Exercise material
%%

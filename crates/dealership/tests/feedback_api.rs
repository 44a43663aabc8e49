mod common;

use common::spawn_app;
use serde_json::json;

#[tokio::test]
async fn anyone_can_send_feedback() {
    let app = spawn_app().await;

    let reply = app
        .send_json(
            "POST",
            "/api/feedback",
            None,
            &json!({"name": "Minh", "email": "Minh@Mail.VN", "subject": "Test drive", "message": "Can I book one?"}),
        )
        .await;
    assert_eq!(reply.status, 201);
    let data = reply.json()["data"].clone();
    assert_eq!(data["email"], "minh@mail.vn");
    assert_eq!(data["subject"], "Test drive");
    assert!(data["_id"].is_i64());
    assert!(data["createdAt"].is_string());

    let reply = app
        .send_json("POST", "/api/feedback", None, &json!({"name": "Minh"}))
        .await;
    assert_eq!(reply.status, 400);
    let paths: Vec<String> = reply.json()["errors"]
        .as_array()
        .expect("errors")
        .iter()
        .filter_map(|e| e["path"].as_str().map(String::from))
        .collect();
    assert_eq!(paths, ["email", "message"]);
}

#[tokio::test]
async fn admins_read_feedback_newest_first() {
    let app = spawn_app().await;
    let admin = app.admin_token().await;
    let customer = app.customer_token("Lan", "lan@mail.vn").await;

    for message in ["first", "second"] {
        let reply = app
            .send_json(
                "POST",
                "/api/feedback",
                None,
                &json!({"name": "Minh", "email": "minh@mail.vn", "message": message}),
            )
            .await;
        assert_eq!(reply.status, 201);
    }

    let reply = app.get("/api/feedback/admin", Some(&customer)).await;
    assert_eq!(reply.status, 403);

    let body = app.get("/api/feedback/admin", Some(&admin)).await.json();
    assert_eq!(body["count"], 2);
    assert_eq!(body["data"][0]["message"], "second");
    assert!(body["data"][0].get("subject").is_none());
}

%%

What to do
An exact copy is needed of the closing lines of the entries above, counting from the one that contains "assert_eq!(reply.status, 400);" and including it and the last.

Output for this task
    assert_eq!(reply.status, 400);
    let paths: Vec<String> = reply.json()["errors"]
        .as_array()
        .expect("errors")
        .iter()
        .filter_map(|e| e["path"].as_str().map(String::from))
        .collect();
    assert_eq!(paths, ["email", "message"]);
}

#[tokio::test]
async fn admins_read_feedback_newest_first() {
    let app = spawn_app().await;
    let admin = app.admin_token().await;
    let customer = app.customer_token("Lan", "lan@mail.vn").await;

    for message in ["first", "second"] {
        let reply = app
            .send_json(
                "POST",
                "/api/feedback",
                None,
                &json!({"name": "Minh", "email": "minh@mail.vn", "message": message}),
            )
            .await;
        assert_eq!(reply.status, 201);
    }

    let reply = app.get("/api/feedback/admin", Some(&customer)).await;
    assert_eq!(reply.status, 403);

    let body = app.get("/api/feedback/admin", Some(&admin)).await.json();
    assert_eq!(body["count"], 2);
    assert_eq!(body["data"][0]["message"], "second");
    assert!(body["data"][0].get("subject").is_none());
}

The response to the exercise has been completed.